In [1]:
import psycopg2
import time
import statistics
from datasets import load_dataset
from config import load_config

def create_table():
    cmd = """ CREATE TABLE IF NOT EXISTS bookcorpus (
        sentence_id INTEGER PRIMARY KEY GENERATED ALWAYS AS IDENTITY,
        sentence TEXT NOT NULL
        )"""
    try:
        config = load_config()
        with psycopg2.connect(**config) as conn:
            with conn.cursor() as cur:
                    cur.execute(cmd)
    except (psycopg2.DatabaseError, Exception) as error:
        print(error)

    print("Table bookcorpus created")

def insert_sentences(ds_chunk):
    sql = """INSERT INTO bookcorpus (sentence) VALUES (%s)"""
    text_chunks = []
    for example in ds_chunk:
        text = example["text"]
        text_chunks.append((text,))
    try:
        config = load_config()
        with psycopg2.connect(**config) as conn:
            with conn.cursor() as cur:
                cur.executemany(sql, text_chunks)
            conn.commit()
    except (Exception, psycopg2.DatabaseError) as error:
        print(error)

if __name__ == '__main__':
    create_table()
    times = []
    ds = load_dataset("williamkgao/bookcorpus100mb", split="train")
    chunk_size = 10000
    for i in range(0, len(ds), chunk_size):
        start_time = time.time()
        chunk = ds.select(range(i, min(i + chunk_size, len(ds))))
        insert_sentences(chunk)
        end_time = time.time()
        times.append(end_time - start_time)
    
    print("Finished storing textual data")
    min_time = min(times)
    max_time = max(times)
    avg_time = sum(times) / len(times)
    std_dev = statistics.stdev(times) if len(times) > 1 else 0
    print(f"Minimum time: {min_time:.6f} seconds")
    print(f"Maximum time: {max_time:.6f} seconds")
    print(f"Average time: {avg_time:.6f} seconds")
    print(f"Standard deviation: {std_dev:.6f} seconds")
    

Table bookcorpus created


Xet Storage is enabled for this repo, but the 'hf_xet' package is not installed. Falling back to regular HTTP download. For better performance, install the package with: `pip install huggingface_hub[hf_xet]` or `pip install hf_xet`


bookcorpus100mb.txt:   0%|          | 0.00/100M [00:00<?, ?B/s]
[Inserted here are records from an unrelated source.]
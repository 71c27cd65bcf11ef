use serde::{Deserialize, Serialize};
use tracing::debug;

use crate::error::{AxisError, AxisResult};

/// Controls for axis limits snapped to a power-of-ten interval.
#[derive(Debug, Clone, Copy, PartialEq, Eq, Serialize, Deserialize)]
#[serde(default)]
pub struct SnappedLimitsConfig {
    /// Push a limit out by one more interval when it lands on the data bound.
    pub buffer: bool,
    /// Pin the lower limit to zero regardless of the data minimum, unless
    /// the upper limit is not above zero.
    pub force_zero_min: bool,
}

impl Default for SnappedLimitsConfig {
    fn default() -> Self {
        Self {
            buffer: true,
            force_zero_min: false,
        }
    }
}

/// Largest power of ten `10^k` with `span >= 2 * 10^k`.
#[must_use]
pub fn snap_interval(span: f64) -> Option<f64> {
    if !span.is_finite() || span <= 0.0 {
        return None;
    }
    let magnitude = span.log10().floor() as i32;
    let mut interval = 10_f64.powi(magnitude);
    while span - interval < interval {
        interval /= 10.0;
    }
    Some(interval)
}

/// Computes axis limits snapped outward to the range's power-of-ten interval.
///
/// Returns `Ok(None)` for NaN bounds and zero-width ranges; the caller leaves
/// its current limits in place.
pub fn snap_limits(
    data_min: f64,
    data_max: f64,
    config: SnappedLimitsConfig,
) -> AxisResult<Option<(f64, f64)>> {
    if data_min.is_nan() || data_max.is_nan() {
        return Ok(None);
    }
    if !data_min.is_finite() || !data_max.is_finite() {
        return Err(AxisError::InvalidRange(
            "data range bounds must be finite".to_owned(),
        ));
    }
    if data_min > data_max {
        return Err(AxisError::InvalidRange(format!(
            "data min must be <= max (min={data_min}, max={data_max})"
        )));
    }
    let Some(interval) = snap_interval(data_max - data_min) else {
        return Ok(None);
    };

    let mut lo = data_min - data_min.rem_euclid(interval);
    if config.buffer && is_close(lo, data_min) {
        lo -= interval;
    }

    let mut hi = data_max - data_max.rem_euclid(interval) + interval;
    if config.buffer && is_close(hi, data_max) {
        hi += interval;
    }

    // Zero can only be the lower limit while the upper limit stays above it.
    if config.force_zero_min {
        if hi > 0.0 {
            lo = 0.0;
        } else {
            debug!(lo, hi, "limits below zero, ignoring zero lower limit");
        }
    }
    Ok(Some((lo, hi)))
}

fn is_close(lhs: f64, rhs: f64) -> bool {
    (lhs - rhs).abs() <= 1e-9 * lhs.abs().max(rhs.abs())
}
To support symlinks on Windows, you either need to activate Developer Mode or to run Python as an administrator. In order to activate developer mode, see this article: https://docs.microsoft.com/en-us/windows/apps/get-started/enable-your-device-for-development


Generating train split:   0%|          | 0/1527753 [00:00<?, ? examples/s]

Finished storing textual data
Minimum time: 0.831936 seconds
Maximum time: 2.089854 seconds
Average time: 0.990358 seconds
Standard deviation: 0.116626 seconds